## [TASK TO CARRY OUT]
Take the data that follows and return it exactly.

## [DATA UNDER STUDY]
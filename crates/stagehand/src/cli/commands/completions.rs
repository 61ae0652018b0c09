//! Shell completions generation command

use std::io;

use clap::{Args, CommandFactory, ValueEnum};
use clap_complete::{generate, Shell};
use tracing::info;

use crate::cli::Cli;

/// Generate shell completions
#[derive(Debug, Args)]
pub struct CompletionsCommand {
    /// Shell to generate completions for
    #[arg(value_enum)]
    pub shell: ShellType,

    /// Output to file instead of stdout
    #[arg(short, long)]
    pub output: Option<std::path::PathBuf>,
}

/// Supported shell types
#[derive(Debug, Clone, Copy, ValueEnum)]
pub enum ShellType {
    Bash,
    Zsh,
    Fish,
    #[value(name = "powershell")]
    PowerShell,
    Elvish,
}

impl From<ShellType> for Shell {
    fn from(shell: ShellType) -> Self {
        match shell {
            ShellType::Bash => Shell::Bash,
            ShellType::Zsh => Shell::Zsh,
            ShellType::Fish => Shell::Fish,
            ShellType::PowerShell => Shell::PowerShell,
            ShellType::Elvish => Shell::Elvish,
        }
    }
}

impl CompletionsCommand {
    /// Execute the completions command
    pub fn execute(&self, cli: &Cli) -> anyhow::Result<()> {
        info!(shell = ?self.shell, "executing completions command");
        let mut cmd = Cli::command();
        let shell: Shell = self.shell.into();

        match &self.output {
            Some(path) => {
                let mut file = std::fs::File::create(path)?;
                generate(shell, &mut cmd, "stagehand", &mut file);
                if !cli.quiet {
                    println!("Completions written to {}", path.display());
                }
            }
            None => generate(shell, &mut cmd, "stagehand", &mut io::stdout()),
        }

        Ok(())
    }
}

## [OUTPUT BELOW]
filename crates/stagehand/src/cli/commands/completions.rs
repository 61ae0652018b0c09
//! Shell completions generation command

use std::io;

use clap::{Args, CommandFactory, ValueEnum};
use clap_complete::{generate, Shell};
use tracing::info;

use crate::cli::Cli;

/// Generate shell completions
#[derive(Debug, Args)]
pub struct CompletionsCommand {
    /// Shell to generate completions for
    #[arg(value_enum)]
    pub shell: ShellType,

    /// Output to file instead of stdout
    #[arg(short, long)]
    pub output: Option<std::path::PathBuf>,
}

/// Supported shell types
#[derive(Debug, Clone, Copy, ValueEnum)]
pub enum ShellType {
    Bash,
    Zsh,
    Fish,
    #[value(name = "powershell")]
    PowerShell,
    Elvish,
}

impl From<ShellType> for Shell {
    fn from(shell: ShellType) -> Self {
        match shell {
            ShellType::Bash => Shell::Bash,
            ShellType::Zsh => Shell::Zsh,
            ShellType::Fish => Shell::Fish,
            ShellType::PowerShell => Shell::PowerShell,
            ShellType::Elvish => Shell::Elvish,
        }
    }
}

impl CompletionsCommand {
    /// Execute the completions command
    pub fn execute(&self, cli: &Cli) -> anyhow::Result<()> {
        info!(shell = ?self.shell, "executing completions command");
        let mut cmd = Cli::command();
        let shell: Shell = self.shell.into();

        match &self.output {
            Some(path) => {
                let mut file = std::fs::File::create(path)?;
                generate(shell, &mut cmd, "stagehand", &mut file);
                if !cli.quiet {
                    println!("Completions written to {}", path.display());
                }
            }
            None => generate(shell, &mut cmd, "stagehand", &mut io::stdout()),
        }

        Ok(())
    }
}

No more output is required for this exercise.